Types of reflection:

aNumber class == Float ifTrue: [ ,,, ]

anObject isClass ifTrue: [ ... ]

' xyz' isPrefxOf: aMessage selector ifTrue: [ ]

There is a technique to add attributes to existing classes without the need of recompiling the class - the use of Properties

so you will see

 self propertyAt: #someAttribute

And there is a known technique to allow to "add behavior" ( extend methods ) without changing these methods - so called events

self triggerEvent: #changed: with someObject

Finally Object mutation

anObject become: anOtherObject

can be seen in a lot of places ( Stream, Collection hierarchy ). Design can be always changed to avoid become:

All these techniques spoils the program ( by making it imperformant ; making debugging difficult and make it unstable by making side effects more probable to occure )

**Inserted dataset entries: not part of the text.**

//! HTTP client for a running agent.
//!
//! Speaks HTTP/1.1 over TCP with `hyper`, one connection per request.
//! JSON endpoints are decoded into typed responses; file and log endpoints
//! stream the response body into any `AsyncWrite`.

use std::fmt::Write as _;

use http_body_util::{BodyExt, Empty};
use hyper::body::{Bytes, Incoming};
use hyper::{Response, StatusCode};
use hyper_util::rt::TokioIo;
use serde::de::DeserializeOwned;
use tokio::io::{AsyncWrite, AsyncWriteExt};
use tokio::net::TcpStream;
use tracing::debug;

use super::types::*;
use crate::fs::FileInfo;
use crate::rpc::LogsRequest;

/// Errors from the agent client.
#[derive(Debug, thiserror::Error)]
pub enum ClientError {
    #[error("failed to connect to agent at {addr}: {source}")]
    Connect {
        addr: String,
        source: std::io::Error,
    },

    #[error("request failed: {0}")]
    Request(String),

    #[error("failed to parse response: {0}")]
    Parse(String),

    #[error("agent returned {status}: {message}")]
    Api { status: StatusCode, message: String },

    #[error("response stream aborted: {0}")]
    Aborted(String),

    #[error("IO error: {0}")]
    Io(#[from] std::io::Error),
}

/// Client for the agent's filesystem API.
pub struct AgentClient {
    addr: String,
    token: Option<String>,
}

impl AgentClient {
    /// Create a client for the agent listening at `addr` (`host:port`).
    pub fn new(addr: impl Into<String>) -> Self {
        Self {
            addr: addr.into(),
            token: None,
        }
    }

    /// Send `token` with every request.
    pub fn with_token(mut self, token: impl Into<String>) -> Self {
        self.token = Some(token.into());
        self
    }

    pub fn addr(&self) -> &str {
        &self.addr
    }

    /// Issue a GET and return the response once its status is known.
    ///
    /// Non-success statuses are turned into [`ClientError::Api`].
    async fn get(&self, path_and_query: &str) -> Result<Response<Incoming>, ClientError> {
        let stream = TcpStream::connect(&self.addr)
            .await
            .map_err(|e| ClientError::Connect {
                addr: self.addr.clone(),
                source: e,
            })?;
        let io = TokioIo::new(stream);

        let (mut sender, conn) = hyper::client::conn::http1::handshake::<_, Empty<Bytes>>(io)
            .await
            .map_err(|e| ClientError::Request(format!("HTTP handshake failed: {e}")))?;

        // Drive the connection in the background
        tokio::spawn(async move {
            if let Err(e) = conn.await {
                debug!(error = %e, "agent connection closed with error");
            }
        });

        debug!(path = path_and_query, "agent request");

        let mut builder = hyper::Request::builder()
            .method(hyper::Method::GET)
            .uri(path_and_query)
            .header(hyper::header::HOST, self.addr.as_str());
        if let Some(token) = &self.token {
            builder = builder.header(TOKEN_HEADER, token.as_str());
        }
        let req = builder
            .body(Empty::new())
            .map_err(|e| ClientError::Request(format!("failed to build request: {e}")))?;

        let resp = sender
            .send_request(req)
            .await
            .map_err(|e| ClientError::Request(format!("request failed: {e}")))?;

        let status = resp.status();
        if status.is_success() {
            return Ok(resp);
        }

        let body = resp
            .into_body()
            .collect()
            .await
            .map_err(|e| ClientError::Request(format!("failed to read response body: {e}")))?
            .to_bytes();
        let message = match serde_json::from_slice::<ErrorResponse>(&body) {
            Ok(err) => err.error,
            Err(_) => String::from_utf8_lossy(&body).into_owned(),
        };
        Err(ClientError::Api { status, message })
    }

    async fn get_json<T: DeserializeOwned>(&self, path_and_query: &str) -> Result<T, ClientError> {
        let body = self
            .get(path_and_query)
            .await?
            .into_body()
            .collect()
            .await
            .map_err(|e| ClientError::Request(format!("failed to read response body: {e}")))?
            .to_bytes();
        serde_json::from_slice(&body).map_err(|e| ClientError::Parse(e.to_string()))
    }

    // ── Typed API methods ──────────────────────────────────────────────

    /// List a directory in an allocation.
    pub async fn list(&self, alloc_id: &str, path: &str) -> Result<Vec<FileInfo>, ClientError> {
        let uri = with_query(FsEndpoint::List.path(alloc_id), &[("path", path)]);
        self.get_json(&uri).await
    }

    /// Metadata for one path in an allocation.
    pub async fn stat(&self, alloc_id: &str, path: &str) -> Result<FileInfo, ClientError> {
        let uri = with_query(FsEndpoint::Stat.path(alloc_id), &[("path", path)]);
        self.get_json(&uri).await
    }

    /// Stream a whole file into `out`.
    pub async fn cat<W>(&self, alloc_id: &str, path: &str, out: &mut W) -> Result<u64, ClientError>
    where
        W: AsyncWrite + Unpin,
    {
        let uri = with_query(FsEndpoint::Cat.path(alloc_id), &[("path", path)]);
        let resp = self.get(&uri).await?;
        copy_body(resp, out).await
    }

    /// Stream up to `limit` bytes of a file starting at `offset` into `out`.
    pub async fn read_at<W>(
        &self,
        alloc_id: &str,
        path: &str,
        offset: u64,
        limit: Option<u64>,
        out: &mut W,
    ) -> Result<u64, ClientError>
    where
        W: AsyncWrite + Unpin,
    {
        let offset = offset.to_string();
        let limit = limit.map(|l| l.to_string());
        let mut pairs = vec![("path", path), ("offset", offset.as_str())];
        if let Some(limit) = &limit {
            pairs.push(("limit", limit.as_str()));
        }
        let uri = with_query(FsEndpoint::ReadAt.path(alloc_id), &pairs);
        let resp = self.get(&uri).await?;
        copy_body(resp, out).await
    }

    /// Stream a task log into `out` until the agent ends the stream.
    ///
    /// The request's auth token is ignored; the client's own token is sent.
    pub async fn logs<W>(&self, request: &LogsRequest, out: &mut W) -> Result<u64, ClientError>
    where
        W: AsyncWrite + Unpin,
    {
        let offset = request.offset.to_string();
        let pairs = [
            ("task", request.task.as_str()),
            ("type", request.log_type.as_str()),
            ("origin", request.origin.as_str()),
            ("offset", offset.as_str()),
            ("follow", bool_str(request.follow)),
            ("plain", bool_str(request.plain_text)),
        ];
        let uri = with_query(FsEndpoint::Logs.path(&request.alloc_id), &pairs);
        let resp = self.get(&uri).await?;
        copy_body(resp, out).await
    }
}

/// Copy a response body to `out`, returning the number of bytes written.
async fn copy_body<W>(resp: Response<Incoming>, out: &mut W) -> Result<u64, ClientError>
where
    W: AsyncWrite + Unpin,
{
    let mut body = resp.into_body();
    let mut written = 0u64;
    while let Some(frame) = body.frame().await {
        let frame = frame.map_err(|e| ClientError::Aborted(e.to_string()))?;
        if let Ok(data) = frame.into_data() {
            out.write_all(&data).await?;
            out.flush().await?;
            written += data.len() as u64;
        }
    }
    Ok(written)
}

fn bool_str(value: bool) -> &'static str {
    if value { "true" } else { "false" }
}

fn with_query(mut path: String, pairs: &[(&str, &str)]) -> String {
    for (i, (key, value)) in pairs.iter().enumerate() {
        let sep = if i == 0 { '?' } else { '&' };
        let _ = write!(path, "{sep}{key}={}", urlencoding::encode(value));
    }
    path
}

#[cfg(test)]
mod tests {
    use super::*;

    #[test]
    fn test_query_encoding() {
        let uri = with_query(
            FsEndpoint::List.path("a1"),
            &[("path", "/alloc/my logs"), ("x", "a&b")],
        );
        assert_eq!(uri, "/v1/client/fs/ls/a1?path=%2Falloc%2Fmy%20logs&x=a%26b");
    }

    #[tokio::test]
    async fn test_connect_error() {
        // Port 9 (discard) on localhost is almost never listening.
        let client = AgentClient::new("127.0.0.1:9");
        let err = client.stat("a1", "/").await.unwrap_err();
        assert!(matches!(err, ClientError::Connect { .. }));
    }
}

I subsume these "technics" as infiltring Runtime code with Design-time code and you will not be surprised that my own Smalltalk doesn't use events / DNU / properties / isType or == SomeClass in any place where code is ready. Of course all these Meta-Programming is very usefull at Design-Time but should be avoided at Run-Time.

One can find mixing Design-Time and Run-Time even to my surprise in the newest Software-Framework namely Microsoft .NET.